LA SICOSIS DE TOSER EN LA CALLE

Amaury Díaz Romero

¡Dios santo! que a usted no se le ocurra toser en la calle porque se lo lleva el diablo. Le ocurrió a un amigo, me dijo que no revelara su nombre, salió con su vestimenta de astronauta improvisado a hacer una compra a un supermercado de la ciudad. Él es una persona saludable, cumple las normas de la cuarentena al pie de la letra. En su casa se baña tres veces al día, come saludable, cada dos horas se lava las manos con agua y jabón, elimina gérmenes y bacterias con un gel antibacterial que mata el 99.9% de las bacterias.

    Se afana tanto por su protección que prefiere dormir con la máscara puesta y en un subterráneo que mandó a construir en el patio de su casa para que el virus no tenga la más mínima posibilidad de entrar por ningún resquicio. Tiene todas las medidas preventivas habidas y por haber. Incluso, no habla ni siquiera por teléfono por temor a que el virus penetre por el teléfono y lo sorprenda. No quiere correr ese riesgo y por eso prefiere estar incomunicado, pero seguro. “Si voy a morir, muero por otra cosa, menos por ese virus, que me dejarían  como papel quemado”.

   Con todo el andamiaje de protección, este amigo salió al supermercado, pero cuando iba caminando le dio una simple ganas de toser, pero como habían otras personas, que caminaban cerca de él para evitar un mal pensamiento prefirió aguantar las ganas y siguió caminando con naturalidad, aunque a veces pegaba unos salticos como hacen los astronautas en la superficie de la luna.

   Cruzó dos, tres calles, con todos los protocolos que hoy existen para un caminante en tiempo de pandemia. Llegó al supermercado, le pidieron la cédula, la mostró, entró, pero de nuevo le entraron las ganas de toser, quiso quitarse la máscara para hacerlo, pero otras personas que escogían frutas lo miraban con el rabo del ojo las intenciones que tenía. Caminó para el lado donde estaban las carnes y quiso toser ahí pero al momento dos policías estaban cerca y no se arriesgó. Su garganta estallaba por las ganas de toser y se acordó del baño y caminó rápido hacia allá. Una rasquiña, primero suave, luego más intenso tuvo que soportar desde cuando venía por la calle. Otras personas estaban ocupadas en el sector de las verduras, otras en el stand de los enlatados y otros donde estaban los panes.

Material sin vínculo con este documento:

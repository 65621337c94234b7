//! Memory-mapped file access for policy documents.
//!
//! Policy documents for a full framework run into many megabytes. They are mapped instead of
//! read, and handed to the XML reader as a borrowed `&str`.

use memmap2::Mmap;
use std::{fs, path::Path};

use crate::{Error::FileError, Result};

/// A read-only, memory-mapped file.
#[derive(Debug)]
pub(crate) struct Physical {
    data: Mmap,
}

impl Physical {
    /// Map the file at `path` into memory.
    ///
    /// # Errors
    /// Returns [`crate::Error::FileError`] if the file cannot be opened or mapped.
    pub(crate) fn new(path: impl AsRef<Path>) -> Result<Physical> {
        let file = match fs::File::open(path) {
            Ok(file) => file,
            Err(error) => return Err(FileError(error)),
        };

        let mmap = match unsafe { Mmap::map(&file) } {
            Ok(mmap) => mmap,
            Err(error) => return Err(FileError(error)),
        };

        Ok(Physical { data: mmap })
    }

    /// The complete file contents.
    pub(crate) fn data(&self) -> &[u8] {
        &self.data
    }

    /// The file contents as UTF-8 text, with a leading byte order mark removed.
    ///
    /// # Errors
    /// Returns [`crate::Error::Malformed`] if the contents are not valid UTF-8.
    pub(crate) fn text(&self) -> Result<&str> {
        let data = self.data();
        let data = data.strip_prefix(&[0xEF, 0xBB, 0xBF]).unwrap_or(data);

        std::str::from_utf8(data).map_err(|e| malformed_error!("File is not valid UTF-8 - {}", e))
    }
}
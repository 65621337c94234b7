//! Switches for the mutation policies of the trim engine.

/// Configuration for a [`crate::trim::Trimmer`].
///
/// Pruning and cross-reference repair always run. Each field enables one mutation policy applied
/// to the symbols that survive. Only visibility changes are on by default.
///
/// # Examples
///
/// ```rust
/// use dottrim::trim::TrimOptions;
///
/// let options = TrimOptions::default()
///     .apply_annotations(true)
///     .remove_desktop_security(true);
/// assert!(options.change_visibility);
/// assert!(options.apply_annotations);
/// assert!(!options.ensure_constructors_present);
/// ```
#[derive(Debug, Clone, Copy, PartialEq, Eq, Hash)]
pub struct TrimOptions {
    /// Narrow the visibility of elements the policy marks internal (default: `true`).
    pub change_visibility: bool,

    /// Rewrite `SecurityCritical` / `SecuritySafeCritical` annotations to the transparency the
    /// policy requests (default: `false`).
    pub apply_annotations: bool,

    /// Drop `SuppressUnmanagedCodeSecurityAttribute` and legacy link and inheritance demands
    /// (default: `false`).
    pub remove_desktop_security: bool,

    /// Clear `Serializable` / `NotSerialized` flags and drop `NonSerializedAttribute` and
    /// `OptionalFieldAttribute` (default: `false`).
    pub remove_serializability_info: bool,

    /// Give kept classes without an instance constructor a private parameterless one
    /// (default: `false`).
    pub ensure_constructors_present: bool,

    /// Drop all manifest resources (default: `false`).
    pub remove_manifest_resources: bool,
}

impl Default for TrimOptions {
    fn default() -> Self {
        TrimOptions {
            change_visibility: true,
            apply_annotations: false,
            remove_desktop_security: false,
            remove_serializability_info: false,
            ensure_constructors_present: false,
            remove_manifest_resources: false,
        }
    }
}

impl TrimOptions {
    /// Sets [`TrimOptions::change_visibility`].
    #[must_use]
    pub fn change_visibility(mut self, enabled: bool) -> Self {
        self.change_visibility = enabled;
        self
    }

    /// Sets [`TrimOptions::apply_annotations`].
    #[must_use]
    pub fn apply_annotations(mut self, enabled: bool) -> Self {
        self.apply_annotations = enabled;
        self
    }

    /// Sets [`TrimOptions::remove_desktop_security`].
    #[must_use]
    pub fn remove_desktop_security(mut self, enabled: bool) -> Self {
        self.remove_desktop_security = enabled;
        self
    }

    /// Sets [`TrimOptions::remove_serializability_info`].
    #[must_use]
    pub fn remove_serializability_info(mut self, enabled: bool) -> Self {
        self.remove_serializability_info = enabled;
        self
    }

    /// Sets [`TrimOptions::ensure_constructors_present`].
    #[must_use]
    pub fn ensure_constructors_present(mut self, enabled: bool) -> Self {
        self.ensure_constructors_present = enabled;
        self
    }

    /// Sets [`TrimOptions::remove_manifest_resources`].
    #[must_use]
    pub fn remove_manifest_resources(mut self, enabled: bool) -> Self {
        self.remove_manifest_resources = enabled;
        self
    }
}
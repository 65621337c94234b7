//! Type references and signatures.
//!
//! Types are referenced by name rather than by token: a [`TypeRef`] carries the simple name of
//! the assembly that defines the type, its namespace and name, and the enclosing type for nested
//! types. Names use the metadata spelling, including the backtick arity of generic types
//! (``List`1``).
//!
//! # Key Types
//! - [`TypeRef`]: A named reference to a type definition
//! - [`TypeSignature`]: A type as it appears in signatures
//! - [`MethodSignature`]: Calling convention, parameters and return type of a method
//! - [`MemberRef`] / [`MemberRefSignature`]: A reference to a method or field on some type

use std::fmt;

/// A reference to a type definition by name.
#[derive(Debug, Clone, PartialEq, Eq, Hash)]
pub struct TypeRef {
    /// Simple name of the assembly defining the type
    pub assembly: String,
    /// Namespace; empty for nested types and for types in the global namespace
    pub namespace: String,
    /// Type name in metadata spelling
    pub name: String,
    /// The enclosing type, for nested types
    pub enclosing: Option<Box<TypeRef>>,
}

impl TypeRef {
    /// Reference a namespace-level type
    pub fn new(
        assembly: impl Into<String>,
        namespace: impl Into<String>,
        name: impl Into<String>,
    ) -> Self {
        TypeRef {
            assembly: assembly.into(),
            namespace: namespace.into(),
            name: name.into(),
            enclosing: None,
        }
    }

    /// Reference a type nested inside `self`
    #[must_use]
    pub fn nested(&self, name: impl Into<String>) -> Self {
        TypeRef {
            assembly: self.assembly.clone(),
            namespace: String::new(),
            name: name.into(),
            enclosing: Some(Box::new(self.clone())),
        }
    }

    /// Fully qualified name, with `+` separating nested types from their enclosing type.
    ///
    /// ```rust
    /// use dottrim::metadata::TypeRef;
    ///
    /// let outer = TypeRef::new("mscorlib", "System.Collections.Generic", "Dictionary`2");
    /// assert_eq!(outer.nested("Enumerator").full_name(), "System.Collections.Generic.Dictionary`2+Enumerator");
    /// ```
    #[must_use]
    pub fn full_name(&self) -> String {
        match &self.enclosing {
            Some(enclosing) => format!("{}+{}", enclosing.full_name(), self.name),
            None => qualified_name(&self.namespace, &self.name),
        }
    }
}

impl fmt::Display for TypeRef {
    fn fmt(&self, f: &mut fmt::Formatter<'_>) -> fmt::Result {
        write!(f, "[{}]{}", self.assembly, self.full_name())
    }
}

/// Join a namespace and a type name the way metadata does
#[must_use]
pub fn qualified_name(namespace: &str, name: &str) -> String {
    if namespace.is_empty() {
        name.to_string()
    } else {
        format!("{}.{}", namespace, name)
    }
}

/// A type as it appears in a signature blob.
#[derive(Debug, Clone, PartialEq, Eq, Hash, Default)]
#[allow(missing_docs)]
pub enum TypeSignature {
    #[default]
    Void,
    Boolean,
    Char,
    I1,
    U1,
    I2,
    U2,
    I4,
    U4,
    I8,
    U8,
    R4,
    R8,
    String,
    I,
    U,
    Object,
    TypedByRef,
    /// Unmanaged pointer to the inner type
    Ptr(Box<TypeSignature>),
    /// Managed reference to the inner type
    ByRef(Box<TypeSignature>),
    /// A value type
    ValueType(TypeRef),
    /// A reference type
    Class(TypeRef),
    /// A generic parameter of the enclosing type, by index
    GenericParamType(u32),
    /// A generic parameter of the enclosing method, by index
    GenericParamMethod(u32),
    /// Multi-dimensional array of the given rank
    Array(Box<TypeSignature>, u32),
    /// Single-dimensional, zero-based array
    SzArray(Box<TypeSignature>),
    /// Instantiation of a generic type definition with type arguments
    GenericInst(Box<TypeSignature>, Vec<TypeSignature>),
}

impl TypeSignature {
    /// The named type definition behind this signature, looking through generic instantiations.
    #[must_use]
    pub fn type_ref(&self) -> Option<&TypeRef> {
        match self {
            TypeSignature::Class(type_ref) | TypeSignature::ValueType(type_ref) => Some(type_ref),
            TypeSignature::GenericInst(base, _) => base.type_ref(),
            _ => None,
        }
    }

    /// Type arguments of a generic instantiation, empty otherwise
    #[must_use]
    pub fn type_args(&self) -> &[TypeSignature] {
        match self {
            TypeSignature::GenericInst(_, args) => args,
            _ => &[],
        }
    }

    /// Replace type-level generic parameters with the given instantiation arguments.
    ///
    /// Parameters without a matching argument are left in place.
    #[must_use]
    pub fn substitute(&self, type_args: &[TypeSignature]) -> TypeSignature {
        if type_args.is_empty() {
            return self.clone();
        }

        match self {
            TypeSignature::GenericParamType(index) => type_args
                .get(*index as usize)
                .cloned()
                .unwrap_or_else(|| self.clone()),
            TypeSignature::Ptr(inner) => TypeSignature::Ptr(Box::new(inner.substitute(type_args))),
            TypeSignature::ByRef(inner) => {
                TypeSignature::ByRef(Box::new(inner.substitute(type_args)))
            }
            TypeSignature::SzArray(inner) => {
                TypeSignature::SzArray(Box::new(inner.substitute(type_args)))
            }
            TypeSignature::Array(inner, rank) => {
                TypeSignature::Array(Box::new(inner.substitute(type_args)), *rank)
            }
            TypeSignature::GenericInst(base, args) => TypeSignature::GenericInst(
                base.clone(),
                args.iter().map(|arg| arg.substitute(type_args)).collect(),
            ),
            other => other.clone(),
        }
    }

    /// Reflection-style name of the type, as used in policy documents.
    #[must_use]
    pub fn full_name(&self) -> String {
        match self {
            TypeSignature::Void => "System.Void".to_string(),
            TypeSignature::Boolean => "System.Boolean".to_string(),
            TypeSignature::Char => "System.Char".to_string(),
            TypeSignature::I1 => "System.SByte".to_string(),
            TypeSignature::U1 => "System.Byte".to_string(),
            TypeSignature::I2 => "System.Int16".to_string(),
            TypeSignature::U2 => "System.UInt16".to_string(),
            TypeSignature::I4 => "System.Int32".to_string(),
            TypeSignature::U4 => "System.UInt32".to_string(),
            TypeSignature::I8 => "System.Int64".to_string(),
            TypeSignature::U8 => "System.UInt64".to_string(),
            TypeSignature::R4 => "System.Single".to_string(),
            TypeSignature::R8 => "System.Double".to_string(),
            TypeSignature::String => "System.String".to_string(),
            TypeSignature::I => "System.IntPtr".to_string(),
            TypeSignature::U => "System.UIntPtr".to_string(),
            TypeSignature::Object => "System.Object".to_string(),
            TypeSignature::TypedByRef => "System.TypedReference".to_string(),
            TypeSignature::Ptr(inner) => format!("{}*", inner.full_name()),
            TypeSignature::ByRef(inner) => format!("{}@", inner.full_name()),
            TypeSignature::ValueType(type_ref) | TypeSignature::Class(type_ref) => {
                type_ref.full_name()
            }
            TypeSignature::GenericParamType(index) => format!("!{}", index),
            TypeSignature::GenericParamMethod(index) => format!("!!{}", index),
            TypeSignature::Array(inner, rank) => {
                let commas = ",".repeat(rank.saturating_sub(1) as usize);
                format!("{}[{}]", inner.full_name(), commas)
            }
            TypeSignature::SzArray(inner) => format!("{}[]", inner.full_name()),
            TypeSignature::GenericInst(base, args) => {
                let args: Vec<String> = args.iter().map(TypeSignature::full_name).collect();
                format!("{}<{}>", base.full_name(), args.join(","))
            }
        }
    }
}

impl fmt::Display for TypeSignature {
    fn fmt(&self, f: &mut fmt::Formatter<'_>) -> fmt::Result {
        f.write_str(&self.full_name())
    }
}

/// Signature of a method definition or reference.
#[derive(Debug, Clone, PartialEq, Eq, Hash, Default)]
pub struct MethodSignature {
    /// Instance method taking an implicit `this`
    pub has_this: bool,
    /// Number of generic parameters declared by the method
    pub generic_param_count: u32,
    /// Return type
    pub return_type: TypeSignature,
    /// Parameter types, in order
    pub params: Vec<TypeSignature>,
}

impl MethodSignature {
    /// Instance method returning `return_type` with the given parameters
    #[must_use]
    pub fn instance(return_type: TypeSignature, params: Vec<TypeSignature>) -> Self {
        MethodSignature {
            has_this: true,
            generic_param_count: 0,
            return_type,
            params,
        }
    }

    /// Static method returning `return_type` with the given parameters
    #[must_use]
    pub fn static_method(return_type: TypeSignature, params: Vec<TypeSignature>) -> Self {
        MethodSignature {
            has_this: false,
            generic_param_count: 0,
            return_type,
            params,
        }
    }
}

/// Signature part of a [`MemberRef`].
#[derive(Debug, Clone, PartialEq, Eq, Hash)]
pub enum MemberRefSignature {
    /// Reference to a method
    Method(MethodSignature),
    /// Reference to a field of the given type
    Field(TypeSignature),
    /// A signature blob whose calling convention is neither a method nor a field
    Other(u8),
}

/// A reference to a method or field declared on some type.
#[derive(Debug, Clone, PartialEq, Eq, Hash)]
pub struct MemberRef {
    /// The declaring type, possibly a generic instantiation
    pub declaring_type: TypeSignature,
    /// Member name
    pub name: String,
    /// Member signature
    pub signature: MemberRefSignature,
}

impl MemberRef {
    /// Reference a method on `declaring_type`
    pub fn method(
        declaring_type: TypeSignature,
        name: impl Into<String>,
        signature: MethodSignature,
    ) -> Self {
        MemberRef {
            declaring_type,
            name: name.into(),
            signature: MemberRefSignature::Method(signature),
        }
    }

    /// Reference a field on `declaring_type`
    pub fn field(declaring_type: TypeSignature, name: impl Into<String>, field_type: TypeSignature) -> Self {
        MemberRef {
            declaring_type,
            name: name.into(),
            signature: MemberRefSignature::Field(field_type),
        }
    }

    /// The method signature, if this references a method
    #[must_use]
    pub fn method_signature(&self) -> Option<&MethodSignature> {
        match &self.signature {
            MemberRefSignature::Method(signature) => Some(signature),
            _ => None,
        }
    }
}

impl fmt::Display for MemberRef {
    fn fmt(&self, f: &mut fmt::Formatter<'_>) -> fmt::Result {
        write!(f, "{}::{}", self.declaring_type, self.name)
    }
}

   Los pasos de mi amigo eran rápidos, pero antes de alcanzar la puerta del baño para caballeros no pudo contener la tos, entonces se alzó la máscara de astronauta y tosió con tanda fuerza que movió varios artículos del stand. De inmediato una señora que estaba a dos metros de él se llenó de espanto y gritó: ¡¡¡Tiene coronavirus!!! Y para qué fue eso. Se alborotó la gente, la sicosis de la epidemia se apoderó de todos, la policía lo detuvo, llamaron a una ambulancia y se lo llevaron. El supermercado quedó vacío. Lo aislaron. Primero había vivido dos meses confinado y ahora lo aislaban.

   Cuando discretamente ya preparaban el horno crematorio, llegó el resultado de que había dado negativo y lo felicitaron. Tan pronto salió  del tremendo sofoco, regresó al subterráneo que tenía en su casa con la lección bien aprendida. No toser ni por equivocación en la calle. El amigo estuvo a punto de ser convertido en ceniza negruzca. Estoy tan traumatizado que cuando escribía esta columna me dieron ganas de toser y no lo hice para evitar un mal pensamiento de quienes estaban alrededor mío.